[Items listed in a dataset]
━━━━━━
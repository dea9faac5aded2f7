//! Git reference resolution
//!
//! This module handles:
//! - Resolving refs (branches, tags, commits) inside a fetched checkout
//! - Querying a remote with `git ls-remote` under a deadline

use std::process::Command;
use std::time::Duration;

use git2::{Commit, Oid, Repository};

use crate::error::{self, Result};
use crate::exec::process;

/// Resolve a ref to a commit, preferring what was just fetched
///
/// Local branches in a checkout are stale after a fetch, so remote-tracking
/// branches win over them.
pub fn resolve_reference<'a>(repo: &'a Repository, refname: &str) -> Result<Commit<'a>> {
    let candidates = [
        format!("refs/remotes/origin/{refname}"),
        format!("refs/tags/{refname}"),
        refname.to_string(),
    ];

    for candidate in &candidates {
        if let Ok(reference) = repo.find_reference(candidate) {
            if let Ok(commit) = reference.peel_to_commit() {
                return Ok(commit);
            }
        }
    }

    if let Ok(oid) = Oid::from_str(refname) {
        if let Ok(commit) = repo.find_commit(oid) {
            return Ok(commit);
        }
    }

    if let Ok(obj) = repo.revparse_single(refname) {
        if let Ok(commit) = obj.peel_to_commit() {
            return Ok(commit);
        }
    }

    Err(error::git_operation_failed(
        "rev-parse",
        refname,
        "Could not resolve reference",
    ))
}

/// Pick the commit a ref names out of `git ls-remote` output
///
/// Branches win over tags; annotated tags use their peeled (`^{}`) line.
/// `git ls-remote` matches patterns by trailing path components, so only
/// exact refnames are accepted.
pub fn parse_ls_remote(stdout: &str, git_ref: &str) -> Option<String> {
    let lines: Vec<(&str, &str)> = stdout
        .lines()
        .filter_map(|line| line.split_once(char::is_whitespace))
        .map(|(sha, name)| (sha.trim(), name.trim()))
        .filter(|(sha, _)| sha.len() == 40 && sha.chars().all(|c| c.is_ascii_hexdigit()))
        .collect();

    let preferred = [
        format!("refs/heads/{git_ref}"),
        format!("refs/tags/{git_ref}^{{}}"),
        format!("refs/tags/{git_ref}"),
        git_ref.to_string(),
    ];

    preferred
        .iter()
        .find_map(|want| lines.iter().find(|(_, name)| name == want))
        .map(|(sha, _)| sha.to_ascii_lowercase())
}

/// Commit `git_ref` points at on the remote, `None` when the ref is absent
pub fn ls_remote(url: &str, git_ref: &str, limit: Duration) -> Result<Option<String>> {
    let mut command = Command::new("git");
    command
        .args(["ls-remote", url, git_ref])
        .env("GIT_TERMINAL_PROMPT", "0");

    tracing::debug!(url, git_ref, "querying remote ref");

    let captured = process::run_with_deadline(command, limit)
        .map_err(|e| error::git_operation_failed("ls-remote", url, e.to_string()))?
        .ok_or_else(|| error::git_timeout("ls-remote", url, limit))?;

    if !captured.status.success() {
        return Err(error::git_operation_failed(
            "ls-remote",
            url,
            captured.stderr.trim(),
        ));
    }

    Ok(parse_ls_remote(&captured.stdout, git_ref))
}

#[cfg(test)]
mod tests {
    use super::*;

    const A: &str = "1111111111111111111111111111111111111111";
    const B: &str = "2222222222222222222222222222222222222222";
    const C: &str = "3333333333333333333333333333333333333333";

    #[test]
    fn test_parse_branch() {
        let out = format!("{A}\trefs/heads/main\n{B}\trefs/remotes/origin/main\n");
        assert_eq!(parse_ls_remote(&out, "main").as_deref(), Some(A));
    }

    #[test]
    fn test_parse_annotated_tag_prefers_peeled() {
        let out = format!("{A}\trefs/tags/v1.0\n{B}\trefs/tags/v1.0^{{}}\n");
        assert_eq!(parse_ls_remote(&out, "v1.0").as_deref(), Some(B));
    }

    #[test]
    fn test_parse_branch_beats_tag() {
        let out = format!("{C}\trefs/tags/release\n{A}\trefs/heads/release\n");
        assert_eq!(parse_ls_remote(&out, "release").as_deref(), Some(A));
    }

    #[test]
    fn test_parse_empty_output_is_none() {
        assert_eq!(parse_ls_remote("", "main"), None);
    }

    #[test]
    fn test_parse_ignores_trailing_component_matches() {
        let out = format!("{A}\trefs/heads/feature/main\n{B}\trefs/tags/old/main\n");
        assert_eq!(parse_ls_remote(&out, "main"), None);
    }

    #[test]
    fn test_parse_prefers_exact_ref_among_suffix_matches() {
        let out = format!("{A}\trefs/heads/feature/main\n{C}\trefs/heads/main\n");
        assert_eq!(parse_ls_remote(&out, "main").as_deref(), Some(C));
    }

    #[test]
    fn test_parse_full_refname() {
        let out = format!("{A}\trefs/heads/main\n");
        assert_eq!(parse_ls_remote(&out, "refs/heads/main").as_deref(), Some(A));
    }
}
━━━━━━
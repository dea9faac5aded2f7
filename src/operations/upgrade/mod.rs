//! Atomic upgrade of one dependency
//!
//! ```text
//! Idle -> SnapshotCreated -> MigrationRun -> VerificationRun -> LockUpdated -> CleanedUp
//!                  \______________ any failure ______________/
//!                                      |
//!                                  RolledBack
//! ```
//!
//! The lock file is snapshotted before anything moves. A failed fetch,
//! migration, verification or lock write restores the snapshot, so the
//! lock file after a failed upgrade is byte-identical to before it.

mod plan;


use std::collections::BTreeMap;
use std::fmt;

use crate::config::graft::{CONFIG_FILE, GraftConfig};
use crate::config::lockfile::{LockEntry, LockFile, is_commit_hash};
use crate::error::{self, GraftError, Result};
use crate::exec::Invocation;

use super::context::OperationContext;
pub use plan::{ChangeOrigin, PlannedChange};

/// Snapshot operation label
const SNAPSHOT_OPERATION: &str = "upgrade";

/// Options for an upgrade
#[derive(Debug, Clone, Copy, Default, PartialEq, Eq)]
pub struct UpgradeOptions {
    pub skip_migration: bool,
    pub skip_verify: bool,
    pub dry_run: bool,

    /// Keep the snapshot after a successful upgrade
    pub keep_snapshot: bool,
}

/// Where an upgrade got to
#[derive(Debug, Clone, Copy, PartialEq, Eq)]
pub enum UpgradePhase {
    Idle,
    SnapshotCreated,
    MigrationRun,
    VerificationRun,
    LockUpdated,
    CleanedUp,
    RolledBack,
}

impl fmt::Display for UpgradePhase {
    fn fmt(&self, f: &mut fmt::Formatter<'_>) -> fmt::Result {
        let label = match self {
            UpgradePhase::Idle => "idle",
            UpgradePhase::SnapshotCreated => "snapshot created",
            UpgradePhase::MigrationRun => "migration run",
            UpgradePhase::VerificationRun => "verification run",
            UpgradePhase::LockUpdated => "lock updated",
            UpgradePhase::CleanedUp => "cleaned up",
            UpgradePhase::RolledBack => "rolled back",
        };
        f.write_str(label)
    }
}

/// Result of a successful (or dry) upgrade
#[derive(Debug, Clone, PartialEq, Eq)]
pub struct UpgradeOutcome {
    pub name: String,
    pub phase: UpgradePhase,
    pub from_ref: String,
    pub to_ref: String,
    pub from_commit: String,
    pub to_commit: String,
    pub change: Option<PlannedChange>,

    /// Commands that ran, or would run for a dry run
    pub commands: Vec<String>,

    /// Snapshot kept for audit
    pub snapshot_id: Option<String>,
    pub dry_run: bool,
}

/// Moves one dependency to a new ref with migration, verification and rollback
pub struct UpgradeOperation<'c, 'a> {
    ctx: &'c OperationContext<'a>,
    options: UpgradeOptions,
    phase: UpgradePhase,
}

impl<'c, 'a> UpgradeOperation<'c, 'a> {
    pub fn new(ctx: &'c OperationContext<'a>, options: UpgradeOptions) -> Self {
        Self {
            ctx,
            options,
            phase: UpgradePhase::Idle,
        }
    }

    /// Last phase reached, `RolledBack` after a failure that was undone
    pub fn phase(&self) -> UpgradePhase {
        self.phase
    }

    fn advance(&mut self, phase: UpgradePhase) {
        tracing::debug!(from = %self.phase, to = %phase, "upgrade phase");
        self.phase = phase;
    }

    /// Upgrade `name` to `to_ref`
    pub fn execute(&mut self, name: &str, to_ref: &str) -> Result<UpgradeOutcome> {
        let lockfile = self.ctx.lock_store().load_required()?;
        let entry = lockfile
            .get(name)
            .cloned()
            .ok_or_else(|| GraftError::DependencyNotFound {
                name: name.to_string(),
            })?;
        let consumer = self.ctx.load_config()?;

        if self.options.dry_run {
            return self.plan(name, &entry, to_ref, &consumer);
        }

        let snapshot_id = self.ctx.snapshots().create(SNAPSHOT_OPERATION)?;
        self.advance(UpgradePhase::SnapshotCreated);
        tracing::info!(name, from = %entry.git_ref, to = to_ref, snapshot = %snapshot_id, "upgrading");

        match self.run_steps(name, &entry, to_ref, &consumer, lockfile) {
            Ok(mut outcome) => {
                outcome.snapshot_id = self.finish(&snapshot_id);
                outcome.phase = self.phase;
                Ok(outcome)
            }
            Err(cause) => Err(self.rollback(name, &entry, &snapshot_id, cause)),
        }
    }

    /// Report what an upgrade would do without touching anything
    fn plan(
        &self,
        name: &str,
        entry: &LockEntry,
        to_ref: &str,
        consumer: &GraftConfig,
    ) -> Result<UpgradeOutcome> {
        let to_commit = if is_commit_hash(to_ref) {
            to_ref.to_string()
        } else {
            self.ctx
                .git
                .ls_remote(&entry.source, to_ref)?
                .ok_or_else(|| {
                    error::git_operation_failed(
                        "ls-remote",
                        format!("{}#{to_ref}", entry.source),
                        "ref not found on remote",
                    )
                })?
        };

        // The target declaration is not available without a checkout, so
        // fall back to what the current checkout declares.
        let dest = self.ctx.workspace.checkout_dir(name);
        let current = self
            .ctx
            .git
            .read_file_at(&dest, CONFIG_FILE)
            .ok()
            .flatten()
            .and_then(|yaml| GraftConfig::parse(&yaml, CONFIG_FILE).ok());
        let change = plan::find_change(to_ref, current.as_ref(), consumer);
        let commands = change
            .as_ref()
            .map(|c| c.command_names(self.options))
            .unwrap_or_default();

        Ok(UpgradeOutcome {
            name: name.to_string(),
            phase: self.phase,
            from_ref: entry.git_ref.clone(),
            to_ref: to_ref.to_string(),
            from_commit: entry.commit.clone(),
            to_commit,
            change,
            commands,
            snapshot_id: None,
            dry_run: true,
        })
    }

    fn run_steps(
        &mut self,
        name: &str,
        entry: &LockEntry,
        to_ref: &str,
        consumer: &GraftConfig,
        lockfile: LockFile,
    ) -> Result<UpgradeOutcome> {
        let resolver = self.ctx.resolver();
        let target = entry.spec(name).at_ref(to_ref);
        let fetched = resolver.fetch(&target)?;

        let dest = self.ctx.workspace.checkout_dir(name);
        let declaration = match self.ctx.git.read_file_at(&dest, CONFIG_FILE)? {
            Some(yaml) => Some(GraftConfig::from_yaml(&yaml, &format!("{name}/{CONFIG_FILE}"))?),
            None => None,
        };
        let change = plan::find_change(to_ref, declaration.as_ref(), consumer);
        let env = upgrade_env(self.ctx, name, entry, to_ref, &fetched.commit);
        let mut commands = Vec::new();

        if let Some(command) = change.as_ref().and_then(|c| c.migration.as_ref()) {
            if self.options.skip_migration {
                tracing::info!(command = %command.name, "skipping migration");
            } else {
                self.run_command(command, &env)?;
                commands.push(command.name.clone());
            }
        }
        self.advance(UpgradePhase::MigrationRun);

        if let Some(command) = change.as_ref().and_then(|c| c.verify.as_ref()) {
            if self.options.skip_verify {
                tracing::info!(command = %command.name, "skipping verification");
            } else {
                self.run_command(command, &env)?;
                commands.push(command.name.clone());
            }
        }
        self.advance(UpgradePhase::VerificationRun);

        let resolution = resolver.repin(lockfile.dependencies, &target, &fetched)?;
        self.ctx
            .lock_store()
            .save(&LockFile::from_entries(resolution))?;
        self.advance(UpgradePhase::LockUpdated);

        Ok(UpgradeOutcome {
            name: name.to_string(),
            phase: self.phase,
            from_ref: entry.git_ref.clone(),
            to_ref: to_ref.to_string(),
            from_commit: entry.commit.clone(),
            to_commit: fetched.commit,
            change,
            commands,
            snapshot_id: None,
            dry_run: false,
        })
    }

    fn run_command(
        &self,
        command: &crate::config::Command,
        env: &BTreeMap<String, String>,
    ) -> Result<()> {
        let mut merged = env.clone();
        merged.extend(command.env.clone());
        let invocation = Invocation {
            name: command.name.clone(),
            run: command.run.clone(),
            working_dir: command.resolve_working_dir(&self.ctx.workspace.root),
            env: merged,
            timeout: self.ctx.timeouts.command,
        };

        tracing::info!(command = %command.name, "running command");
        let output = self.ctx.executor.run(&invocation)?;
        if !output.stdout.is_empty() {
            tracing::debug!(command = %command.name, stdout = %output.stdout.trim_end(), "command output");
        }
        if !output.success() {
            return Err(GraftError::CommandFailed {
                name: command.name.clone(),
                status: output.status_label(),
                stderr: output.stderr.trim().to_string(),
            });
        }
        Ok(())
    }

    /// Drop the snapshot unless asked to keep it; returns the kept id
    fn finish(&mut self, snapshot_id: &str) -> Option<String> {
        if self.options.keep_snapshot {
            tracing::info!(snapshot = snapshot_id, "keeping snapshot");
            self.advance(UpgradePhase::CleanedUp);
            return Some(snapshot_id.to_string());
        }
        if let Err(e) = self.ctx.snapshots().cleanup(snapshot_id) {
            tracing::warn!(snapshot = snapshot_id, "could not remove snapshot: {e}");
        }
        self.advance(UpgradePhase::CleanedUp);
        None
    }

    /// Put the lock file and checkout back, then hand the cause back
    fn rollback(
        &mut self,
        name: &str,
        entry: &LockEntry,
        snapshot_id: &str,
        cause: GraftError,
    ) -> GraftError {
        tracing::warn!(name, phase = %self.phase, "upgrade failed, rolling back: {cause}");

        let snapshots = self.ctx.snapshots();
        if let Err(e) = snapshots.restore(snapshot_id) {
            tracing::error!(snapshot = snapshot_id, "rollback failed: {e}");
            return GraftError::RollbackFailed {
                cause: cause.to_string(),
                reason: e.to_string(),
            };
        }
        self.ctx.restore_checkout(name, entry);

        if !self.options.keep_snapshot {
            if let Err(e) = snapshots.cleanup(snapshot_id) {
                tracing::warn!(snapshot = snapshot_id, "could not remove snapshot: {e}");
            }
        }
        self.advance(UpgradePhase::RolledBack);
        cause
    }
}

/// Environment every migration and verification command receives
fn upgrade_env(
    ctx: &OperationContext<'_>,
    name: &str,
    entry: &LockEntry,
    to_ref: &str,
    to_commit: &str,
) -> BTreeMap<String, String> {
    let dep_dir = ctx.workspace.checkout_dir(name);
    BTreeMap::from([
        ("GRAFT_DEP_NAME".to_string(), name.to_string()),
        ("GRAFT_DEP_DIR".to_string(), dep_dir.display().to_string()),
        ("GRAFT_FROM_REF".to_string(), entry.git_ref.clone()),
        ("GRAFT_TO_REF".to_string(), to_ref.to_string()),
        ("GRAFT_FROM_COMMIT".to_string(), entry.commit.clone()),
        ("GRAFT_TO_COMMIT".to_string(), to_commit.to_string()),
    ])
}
━━━━━━
● Work required
Please make an exact copy of the lines above from the line with "under a deadline" through the line with "if let Ok(commit) = reference.peel_to_commit()", both ends included.

● Written reply
//! - Querying a remote with `git ls-remote` under a deadline

use std::process::Command;
use std::time::Duration;

use git2::{Commit, Oid, Repository};

use crate::error::{self, Result};
use crate::exec::process;

/// Resolve a ref to a commit, preferring what was just fetched
///
/// Local branches in a checkout are stale after a fetch, so remote-tracking
/// branches win over them.
pub fn resolve_reference<'a>(repo: &'a Repository, refname: &str) -> Result<Commit<'a>> {
    let candidates = [
        format!("refs/remotes/origin/{refname}"),
        format!("refs/tags/{refname}"),
        refname.to_string(),
    ];

    for candidate in &candidates {
        if let Ok(reference) = repo.find_reference(candidate) {
            if let Ok(commit) = reference.peel_to_commit() {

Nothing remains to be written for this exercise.